More than 200 residents gathered at the IBEW Auditorium to hear from 24 of the 30 candidates who qualified to run in the November election.
All four incumbents battling in contested races showed up to the forum.
“The last time I ran on a platform of innovation, equity, and accountability. I think we’ve made some really good strides in those three areas, but I think we have a long way to go. There’s a lot of things that we have put in place that need to be continued over the next four years,” said Leslie Grant, who seeks re-election to the southeast Atlanta District 1 post.
Her lone opponent, Ade Oguntoye, a social worker, said the focus needs to be on policy makers to push societal changes.
“We have one issue and one issue alone: we need to get serious about education,” he said.
Much of the roughly three-hour forum centered on how candidates would address big-picture educational issues such as equity, teacher pay, and board transparency. Many candidates voiced support for universal preschool and expressed a desire to bring stability to a district that has seen its share of turmoil, including a massive cheating scandal.
Only two of the six incumbents -- Nancy Meister in north Atlanta District 4, and at-large District 9 representative Jason Esteves -- are unopposed in their re-election bids.
Esteves briefly addressed the crowd, pledging to focus on implementing universal early childhood education and continuing to guide the district’s turnaround plan. A key part of the district’s strategy has been to embrace a charter-system model.
“We have worked hard, my colleagues and I, the last three and a half years to bring the school system to where it is today, and I think you have to know there’s been progress in the school system,” Esteves said. “But let me tell you work is not done. If we want more children to graduate from Atlanta Public Schools…, we need to do a lot more.”
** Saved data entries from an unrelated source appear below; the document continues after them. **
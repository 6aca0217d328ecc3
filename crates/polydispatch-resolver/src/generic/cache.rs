//! Instantiation cache.
//!
//! Insert-if-absent storage with a winner-runs-initializer discipline: the
//! first caller for a key installs an empty `OnceLock` cell and fills it,
//! concurrent callers for the same key wait on that cell, and later callers
//! only take the read lock.

use std::sync::{Arc, OnceLock, PoisonError, RwLock};

use polydispatch_core::{ConversionDecl, TypeHash};
use rustc_hash::FxHashMap;

use super::specialization::{Instantiation, Specialization};

/// Cache key: open definition plus ordered type arguments.
#[derive(Debug, Clone, PartialEq, Eq, Hash)]
pub struct InstanceKey {
    /// Open type hash or open member hash.
    pub open: TypeHash,
    /// Concrete type arguments.
    pub type_args: Vec<TypeHash>,
}

impl InstanceKey {
    /// Create a key.
    pub fn new(open: TypeHash, type_args: &[TypeHash]) -> Self {
        Self {
            open,
            type_args: type_args.to_vec(),
        }
    }
}

/// Key of a specialization.
#[derive(Debug, Clone, PartialEq, Eq, Hash)]
pub enum SpecKey {
    /// Every all-reference instantiation of an open definition.
    Shared(TypeHash),
    /// One exact argument list containing a value type.
    Exact(InstanceKey),
}

type Cell<T> = Arc<OnceLock<Arc<T>>>;

/// Process-lifetime cache of instantiations and specializations.
#[derive(Debug, Default)]
pub struct InstanceCache {
    instances: RwLock<FxHashMap<InstanceKey, Cell<Instantiation>>>,
    specializations: RwLock<FxHashMap<SpecKey, Cell<Specialization>>>,
    by_hash: RwLock<FxHashMap<TypeHash, Arc<Instantiation>>>,
    member_origins: RwLock<FxHashMap<TypeHash, TypeHash>>,
    conversions: RwLock<FxHashMap<TypeHash, Vec<ConversionDecl>>>,
}

impl InstanceCache {
    /// Create an empty cache.
    pub fn new() -> Self {
        Self::default()
    }

    /// Look up a completed instantiation.
    pub fn get(&self, key: &InstanceKey) -> Option<Arc<Instantiation>> {
        let instances = self.instances.read().unwrap_or_else(PoisonError::into_inner);
        instances.get(key).and_then(|cell| cell.get().cloned())
    }

    /// Get or install the cell for a key.
    pub fn instance_cell(&self, key: &InstanceKey) -> Cell<Instantiation> {
        {
            let instances = self.instances.read().unwrap_or_else(PoisonError::into_inner);
            if let Some(cell) = instances.get(key) {
                return Arc::clone(cell);
            }
        }
        let mut instances = self.instances.write().unwrap_or_else(PoisonError::into_inner);
        Arc::clone(instances.entry(key.clone()).or_default())
    }

    /// Get or install the cell for a specialization.
    pub fn specialization_cell(&self, key: &SpecKey) -> Cell<Specialization> {
        {
            let specs = self
                .specializations
                .read()
                .unwrap_or_else(PoisonError::into_inner);
            if let Some(cell) = specs.get(key) {
                return Arc::clone(cell);
            }
        }
        let mut specs = self
            .specializations
            .write()
            .unwrap_or_else(PoisonError::into_inner);
        Arc::clone(specs.entry(key.clone()).or_default())
    }

    /// Make a freshly created instantiation visible by hash.
    pub fn publish(&self, instance: &Arc<Instantiation>, conversions: &[ConversionDecl]) {
        self.by_hash
            .write()
            .unwrap_or_else(PoisonError::into_inner)
            .entry(instance.instance_hash)
            .or_insert_with(|| Arc::clone(instance));

        self.member_origins
            .write()
            .unwrap_or_else(PoisonError::into_inner)
            .extend(instance.member_origins.iter().map(|(&k, &v)| (k, v)));

        if !conversions.is_empty() {
            let mut by_source = self.conversions.write().unwrap_or_else(PoisonError::into_inner);
            for decl in conversions {
                by_source.entry(decl.from).or_default().push(*decl);
            }
        }
    }

    /// Look up an instantiation by its instance hash.
    pub fn by_hash(&self, hash: TypeHash) -> Option<Arc<Instantiation>> {
        self.by_hash
            .read()
            .unwrap_or_else(PoisonError::into_inner)
            .get(&hash)
            .cloned()
    }

    /// Open member a specialized member was produced from.
    pub fn member_origin(&self, member: TypeHash) -> Option<TypeHash> {
        self.member_origins
            .read()
            .unwrap_or_else(PoisonError::into_inner)
            .get(&member)
            .copied()
    }

    /// Conversion operators declared on instances, by source type.
    pub fn conversions_from(&self, source: TypeHash) -> Vec<ConversionDecl> {
        self.conversions
            .read()
            .unwrap_or_else(PoisonError::into_inner)
            .get(&source)
            .cloned()
            .unwrap_or_default()
    }

    /// Number of completed instantiations.
    pub fn instance_count(&self) -> usize {
        self.by_hash.read().unwrap_or_else(PoisonError::into_inner).len()
    }

    /// Number of specializations created.
    pub fn specialization_count(&self) -> usize {
        self.specializations
            .read()
            .unwrap_or_else(PoisonError::into_inner)
            .values()
            .filter(|cell| cell.get().is_some())
            .count()
    }
}
//! Covariant array write guard.
//!
//! A reference-kind array may be accessed through a reference whose element
//! type is a supertype of the array's own element type. Every store through
//! such a reference must check the stored value against the array's actual
//! element type.

use polydispatch_core::{RuntimeError, TypeHash, TypeLookup};

/// Check whether stores through an array reference with this static element
/// type need the covariance check.
///
/// Sealed element types have no subtypes, so the array behind the reference
/// has exactly that element type. Value-kind arrays are never covariant.
pub fn needs_covariance_check<L: TypeLookup + ?Sized>(
    declared_element: TypeHash,
    lookup: &L,
) -> bool {
    lookup
        .lookup(declared_element)
        .is_none_or(|d| !d.is_sealed() && !d.kind.is_value())
}

/// Verify that a value of type `written` may be stored into an array whose
/// actual element type is `actual_element`, accessed through a reference
/// with element type `declared_element`.
pub fn check_covariant_write<L: TypeLookup + ?Sized>(
    declared_element: TypeHash,
    actual_element: TypeHash,
    written: TypeHash,
    lookup: &L,
) -> Result<(), RuntimeError> {
    if lookup.is_assignable_to(written, actual_element) {
        return Ok(());
    }
    Err(RuntimeError::ArrayVarianceViolation {
        declared: lookup.type_name(declared_element),
        actual: lookup.type_name(actual_element),
        written: lookup.type_name(written),
    })
}

#[cfg(test)]
mod tests {
    use super::*;
    use polydispatch_catalog::Catalog;
    use polydispatch_core::{TypeDescriptor, primitives};

    fn catalog() -> Catalog {
        let mut catalog = Catalog::with_primitives();
        catalog.register_type(TypeDescriptor::class("Animal")).unwrap();
        catalog
            .register_type(
                TypeDescriptor::class("Dog").with_base(TypeHash::from_name("Animal")),
            )
            .unwrap();
        catalog
    }

    #[test]
    fn object_array_backed_by_strings() {
        let catalog = catalog();
        assert!(
            check_covariant_write(
                primitives::OBJECT,
                primitives::STRING,
                primitives::STRING,
                &catalog
            )
            .is_ok()
        );

        let err = check_covariant_write(
            primitives::OBJECT,
            primitives::STRING,
            primitives::INT,
            &catalog,
        )
        .unwrap_err();
        assert_eq!(
            err,
            RuntimeError::ArrayVarianceViolation {
                declared: "object".into(),
                actual: "string".into(),
                written: "int".into(),
            }
        );
    }

    #[test]
    fn subtypes_may_be_stored() {
        let catalog = catalog();
        let animal = TypeHash::from_name("Animal");
        let dog = TypeHash::from_name("Dog");
        assert!(check_covariant_write(primitives::OBJECT, animal, dog, &catalog).is_ok());
        assert!(check_covariant_write(animal, dog, animal, &catalog).is_err());
    }

    #[test]
    fn sealed_and_value_elements_skip_the_check() {
        let catalog = catalog();
        assert!(!needs_covariance_check(primitives::STRING, &catalog));
        assert!(!needs_covariance_check(primitives::INT, &catalog));
        assert!(needs_covariance_check(primitives::OBJECT, &catalog));
        assert!(needs_covariance_check(TypeHash::from_name("Animal"), &catalog));
    }
}
//! Polydispatch: a dispatch and specialization runtime.
//!
//! Binds call sites to members through overload resolution, dispatches them
//! through virtual and interface slot tables, instantiates generic types and
//! methods on demand, and builds closures and multicast delegates.
//!
//! # Phases
//!
//! 1. [`Context`]: register types, implementation bodies and static
//!    initializers.
//! 2. [`Program`]: the sealed, shareable result of [`Context::build`].
//!    Resolves calls, classifies conversions and instantiates generics.
//! 3. [`Runtime`]: executes bindings against an object heap.
//!
//! # Example
//!
//! ```
//! use std::sync::Arc;
//! use polydispatch::{
//!     Context, MemberSignature, Runtime, TypeDescriptor, TypeHash, Value, primitives,
//! };
//!
//! let mut ctx = Context::with_defaults()?;
//! let area = MemberSignature::method("area", vec![])
//!     .returns(primitives::DOUBLE)
//!     .as_virtual();
//! ctx.register_type(TypeDescriptor::class("Shape").with_member(area))?;
//! let shape = TypeHash::from_name("Shape");
//! ctx.implement(TypeHash::from_member(shape, "area", &[]), |call| {
//!     call.set_return(Value::Double(1.0));
//!     Ok(())
//! });
//!
//! let program = Arc::new(ctx.build()?);
//! let binding = program.resolve_call(shape, "area", &[])?;
//! let mut runtime = Runtime::new(Arc::clone(&program));
//! let receiver = runtime.new_object(shape)?;
//! assert_eq!(runtime.invoke(&binding, Some(receiver), vec![])?, Value::Double(1.0));
//! # Ok::<(), polydispatch::Error>(())
//! ```

pub mod config;
pub mod context;
pub mod logging;
pub mod program;
pub mod runtime;

pub use config::{ConfigError, ContextConfig, LogConfig, LogFormat, LogLevel};
pub use context::Context;
pub use program::Program;
pub use runtime::Runtime;

pub use polydispatch_catalog::Catalog;
pub use polydispatch_core::{
    CatalogError, ConformanceRecord, ConversionDecl, ConversionError, DispatchError, Error,
    GenericOrigin, GenericParam, InstantiationError, KindConstraint, MemberSignature,
    ObjectHandle, ResolutionError, Result, RuntimeError, StructValue, TypeDescriptor, TypeFlags,
    TypeHash, TypeKind, TypeLookup, Value, Virtuality, primitives,
};
pub use polydispatch_resolver::{
    Binding, CallKind, Conversion, ConversionKind, DispatchTables, GenericTarget, Instantiation,
    Specialization, StaticState, Universe,
};
pub use polydispatch_runtime::{
    Activation, CallContext, ClosureFrame, Delegate, DelegateEntry, DelegateTarget, ObjectHeap,
    THIS,
};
The three most-contested races are for open seats held by a trio of incumbents who decided to seek other elected offices instead of running again for the school board.
Five newcomers are running in east Atlanta District 3; six in west Atlanta District 5, and five in the race for the at-large District 7 seat, to be vacated by current board chairman Courtney English. English is running for city council.
Challengers who face incumbents indicated they’re ready to mount vigorous campaigns, and several in the audience said they were ready for change.
“I think we need to clean house in the board of education because I don’t like what they did, and I think we need a new superintendent,” said Clarice Mackie, who lives in District 6 and came to hear the candidates. “I think Atlanta needs an overhauling.”
Byron Amos of central Atlanta District 2 faces two opponents. Eshé Collins of south Atlanta District 6 faces three opponents. Cynthia Briscoe Brown, who holds the at-large District 8 post, faces two opponents.
Briscoe Brown wants to increase alumni and family engagement and provide every child with what they need to be successful.
“We’ve worked really hard in bringing APS out of some dark times. I think we’ve done a good job over the last four years, but there’s a lot left to do,” she said. “And I look forward to continuing on the board of education as we build on the foundation that we’ve laid over the last four years.”
Charlie Stadtlander, who seeks the District 8 post, called some of what was said during the forum “excuses.”
“I believe we have a responsibility to provide a high quality of education to every student in the Atlanta Public School system and that is not occurring today,” he said.
Ben Stone, the third candidate seeking that at-large post, did not participate in the forum.
The event was organized by Georgia STAND-UP and Southwest and Northwest Atlanta Parents and Partners for Schools.